Evidence 2: the tensors say so, with thousands of standard deviations of confidence. A weight merge Rio = α·Nex + (1−α)·Qwen is a rigid mathematical relationship. For every tensor, the vector (Rio − Qwen) must equal, to numerical precision, α times (Nex − Qwen), and the two deviation vectors must point in the same direction in weight space — measured as a cosine similarity cos_fit. For two independent models, cos_fit ≈ 0 (chance alignment in a billion-dimensional space is ~±0.0001). For a genuine merge, cos_fit ≈ 1. The numbers Nex reports: across all 60 layers of the routed-expert block (the 387B-parameter bulk of the network), α = 0.571 ± 0.0016 and cos_fit = 0.993. The ±0.0016 is the per-layer standard deviation across all 60 layers — i.e., the recovered α is the same to within a quarter of a percent in every layer. The lm_head, attention projections, and linear-attention projections all land in the 0.984–0.991 cos_fit range. A 0.99 cos_fit on a tensor with tens of millions to billions of parameters is not "high similarity" — Nex's framing: it is "on the order of thousands to tens of thousands of standard deviations" from chance, "on every tensor, in every layer, simultaneously." There is no innocent reading of these numbers.

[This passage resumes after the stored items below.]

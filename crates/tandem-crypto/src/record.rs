//! TLS 1.2 AEAD record protection (RFC 5246, section 6.2.3.3).
//!
//! Per record, both sides derive the nonce and additional data from the
//! same four values — sequence number, content type, protocol version,
//! plaintext length — so a sealed record is a pure function of its inputs
//! and byte-comparable across independent implementations.
//!
//! The nonce is the per-direction fixed IV, widened to 12 bytes, XORed
//! with the sequence number left-padded to 12 bytes big-endian. For the
//! 4-byte AES salts the widening pads zeros on the right, which makes the
//! XOR form reduce to `salt ++ seq`, so one construction serves every
//! suite. A peer that pads the sequence number on the wrong side, skips
//! the XOR, or omits the sequence number from the AAD produces different
//! bytes and fails interop — there is deliberately no lenient mode here.

use zeroize::Zeroizing;

use crate::aead::{self, AeadAlgorithm, NONCE_LEN, TAG_LEN};
use crate::error::CryptoError;

/// TLS record content types, as carried in the AAD.
#[derive(Debug, Clone, Copy, PartialEq, Eq)]
#[repr(u8)]
pub enum ContentType {
    /// `change_cipher_spec`
    ChangeCipherSpec = 20,
    /// `alert`
    Alert = 21,
    /// `handshake`
    Handshake = 22,
    /// `application_data`
    ApplicationData = 23,
}

impl ContentType {
    /// The wire code.
    pub const fn code(self) -> u8 {
        self as u8
    }

    /// Parse a wire code.
    pub const fn from_code(code: u8) -> Option<Self> {
        match code {
            20 => Some(Self::ChangeCipherSpec),
            21 => Some(Self::Alert),
            22 => Some(Self::Handshake),
            23 => Some(Self::ApplicationData),
            _ => None,
        }
    }
}

/// A TLS record-layer protocol version, as carried in the AAD.
#[derive(Debug, Clone, Copy, PartialEq, Eq)]
pub struct ProtocolVersion {
    /// Major version byte.
    pub major: u8,
    /// Minor version byte.
    pub minor: u8,
}

impl ProtocolVersion {
    /// TLS 1.2, `{3, 3}` on the wire.
    pub const TLS12: Self = Self { major: 3, minor: 3 };

    /// The two wire bytes.
    pub const fn to_bytes(self) -> [u8; 2] {
        [self.major, self.minor]
    }
}

/// Additional authenticated data for one record: exactly 13 bytes,
/// `seq(8) ++ type(1) ++ version(2) ++ length(2)`, all big-endian.
pub fn additional_data(
    sequence_number: u64,
    content_type: ContentType,
    version: ProtocolVersion,
    plaintext_len: u16,
) -> [u8; 13] {
    let mut aad = [0u8; 13];
    aad[..8].copy_from_slice(&sequence_number.to_be_bytes());
    aad[8] = content_type.code();
    aad[9..11].copy_from_slice(&version.to_bytes());
    aad[11..13].copy_from_slice(&plaintext_len.to_be_bytes());
    aad
}

/// Per-record nonce: the 12-byte nonce mask XORed with the sequence
/// number left-padded to 12 bytes big-endian.
pub fn record_nonce(nonce_mask: &[u8; NONCE_LEN], sequence_number: u64) -> [u8; NONCE_LEN] {
    let mut nonce = *nonce_mask;
    for (nonce_byte, seq_byte) in nonce[4..].iter_mut().zip(sequence_number.to_be_bytes()) {
        *nonce_byte ^= seq_byte;
    }
    nonce
}

/// Configuration check shared by the pure record functions: a key that
/// does not fit the cipher is reported as such, never as an
/// authentication failure.
fn check_key(algorithm: AeadAlgorithm, key: &[u8]) -> Result<(), CryptoError> {
    if key.len() != algorithm.key_len() {
        return Err(CryptoError::InvalidKeyLength {
            algorithm,
            expected: algorithm.key_len(),
            got: key.len(),
        });
    }
    Ok(())
}

/// Widen a per-suite fixed IV to the full nonce width.
///
/// ChaCha20 IVs are already 12 bytes; the 4-byte AES salts are padded with
/// zeros on the right so that the XOR with the left-padded sequence number
/// yields `salt ++ seq`.
fn nonce_mask(
    algorithm: AeadAlgorithm,
    fixed_iv: &[u8],
) -> Result<[u8; NONCE_LEN], CryptoError> {
    if fixed_iv.len() != algorithm.fixed_iv_len() {
        return Err(CryptoError::InvalidIvLength {
            algorithm,
            expected: algorithm.fixed_iv_len(),
            got: fixed_iv.len(),
        });
    }
    let mut mask = [0u8; NONCE_LEN];
    mask[..fixed_iv.len()].copy_from_slice(fixed_iv);
    Ok(mask)
}

/// Seal one record.
///
/// Pure: identical inputs give identical ciphertext (the tag is appended).
/// The caller owns sequence-number bookkeeping; for the stateful form use
/// [`RecordCipher`].
pub fn seal_record(
    algorithm: AeadAlgorithm,
    key: &[u8],
    fixed_iv: &[u8],
    sequence_number: u64,
    content_type: ContentType,
    version: ProtocolVersion,
    plaintext: &[u8],
) -> Result<Vec<u8>, CryptoError> {
    check_key(algorithm, key)?;
    let mask = nonce_mask(algorithm, fixed_iv)?;
    let len = u16::try_from(plaintext.len())
        .map_err(|_| CryptoError::RecordTooLong { len: plaintext.len() })?;
    let nonce = record_nonce(&mask, sequence_number);
    let aad = additional_data(sequence_number, content_type, version, len);
    aead::seal(algorithm, key, &nonce, &aad, plaintext)
}

/// Open one record.
///
/// The AAD is reconstructed from the expected plaintext length
/// (ciphertext minus tag); any mismatch anywhere surfaces as the one
/// opaque [`CryptoError::AuthenticationFailed`].
pub fn open_record(
    algorithm: AeadAlgorithm,
    key: &[u8],
    fixed_iv: &[u8],
    sequence_number: u64,
    content_type: ContentType,
    version: ProtocolVersion,
    ciphertext: &[u8],
) -> Result<Vec<u8>, CryptoError> {
    check_key(algorithm, key)?;
    let mask = nonce_mask(algorithm, fixed_iv)?;
    let plaintext_len = ciphertext
        .len()
        .checked_sub(TAG_LEN)
        .ok_or(CryptoError::AuthenticationFailed)?;
    let len = u16::try_from(plaintext_len)
        .map_err(|_| CryptoError::RecordTooLong { len: plaintext_len })?;
    let nonce = record_nonce(&mask, sequence_number);
    let aad = additional_data(sequence_number, content_type, version, len);
    aead::open(algorithm, key, &nonce, &aad, ciphertext)
}

/// One direction of record protection: key, nonce mask, and the strictly
/// increasing sequence counter.
///
/// A connection owns two of these — send and receive — which advance
/// independently. Within a direction records must be processed in order;
/// the counter increments by exactly one per record and never wraps.
pub struct RecordCipher {
    algorithm: AeadAlgorithm,
    key: Zeroizing<Vec<u8>>,
    nonce_mask: [u8; NONCE_LEN],
    sequence_number: u64,
}

impl RecordCipher {
    /// Build a direction from its key-block slice.
    ///
    /// # Errors
    ///
    /// Configuration errors when `key` or `fixed_iv` do not match
    /// `algorithm`.
    pub fn new(
        algorithm: AeadAlgorithm,
        key: &[u8],
        fixed_iv: &[u8],
    ) -> Result<Self, CryptoError> {
        if key.len() != algorithm.key_len() {
            return Err(CryptoError::InvalidKeyLength {
                algorithm,
                expected: algorithm.key_len(),
                got: key.len(),
            });
        }
        let nonce_mask = nonce_mask(algorithm, fixed_iv)?;
        Ok(Self {
            algorithm,
            key: Zeroizing::new(key.to_vec()),
            nonce_mask,
            sequence_number: 0,
        })
    }

    /// The sequence number the next record will use.
    pub fn sequence_number(&self) -> u64 {
        self.sequence_number
    }

    /// Seal the next outgoing record and advance the counter.
    pub fn seal_next(
        &mut self,
        content_type: ContentType,
        version: ProtocolVersion,
        plaintext: &[u8],
    ) -> Result<Vec<u8>, CryptoError> {
        let sequence_number = self.next_sequence_number()?;
        tracing::trace!(seq = sequence_number, len = plaintext.len(), "sealing record");
        let len = u16::try_from(plaintext.len())
            .map_err(|_| CryptoError::RecordTooLong { len: plaintext.len() })?;
        let nonce = record_nonce(&self.nonce_mask, sequence_number);
        let aad = additional_data(sequence_number, content_type, version, len);
        let sealed = aead::seal(self.algorithm, &self.key, &nonce, &aad, plaintext)?;
        self.sequence_number = sequence_number + 1;
        Ok(sealed)
    }

    /// Open the next incoming record and advance the counter.
    ///
    /// The counter does not advance on failure; a record that fails
    /// authentication is fatal to the connection anyway.
    pub fn open_next(
        &mut self,
        content_type: ContentType,
        version: ProtocolVersion,
        ciphertext: &[u8],
    ) -> Result<Vec<u8>, CryptoError> {
        let sequence_number = self.next_sequence_number()?;
        let plaintext_len = ciphertext
            .len()
            .checked_sub(TAG_LEN)
            .ok_or(CryptoError::AuthenticationFailed)?;
        let len = u16::try_from(plaintext_len)
            .map_err(|_| CryptoError::RecordTooLong { len: plaintext_len })?;
        let nonce = record_nonce(&self.nonce_mask, sequence_number);
        let aad = additional_data(sequence_number, content_type, version, len);
        let opened = aead::open(self.algorithm, &self.key, &nonce, &aad, ciphertext)?;
        self.sequence_number = sequence_number + 1;
        Ok(opened)
    }

    /// Current sequence number, or [`CryptoError::SequenceOverflow`] once
    /// the counter can no longer advance past this record.
    fn next_sequence_number(&self) -> Result<u64, CryptoError> {
        if self.sequence_number == u64::MAX {
            return Err(CryptoError::SequenceOverflow);
        }
        Ok(self.sequence_number)
    }
}

impl std::fmt::Debug for RecordCipher {
    fn fmt(&self, f: &mut std::fmt::Formatter<'_>) -> std::fmt::Result {
        f.debug_struct("RecordCipher")
            .field("algorithm", &self.algorithm)
            .field("sequence_number", &self.sequence_number)
            .finish()
    }
}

The clincher: the Rio team's own Hugging Face README, updated after the issue opened, now reads: "The model is built via a merge of https://huggingface.co/nex-agi/Nex-N2-Pro and https://huggingface.co/Qwen/Qwen3.5-397B-A17B, proceeded by On-Policy Distillation from a stronger model. We detected an incorrect upload in the previous version, where the base merged version was upload [sic] instead of the final distilled model. We are sorry for the confusion and apologize profusely. We are working to reupload the correct model as soon as possible." That is a confirmation, not a denial. The "incorrect upload" framing is a save — the next upload will claim to be a distilled model on top of the merge — but the underlying fact the original README hid (the merge itself) is now the official position.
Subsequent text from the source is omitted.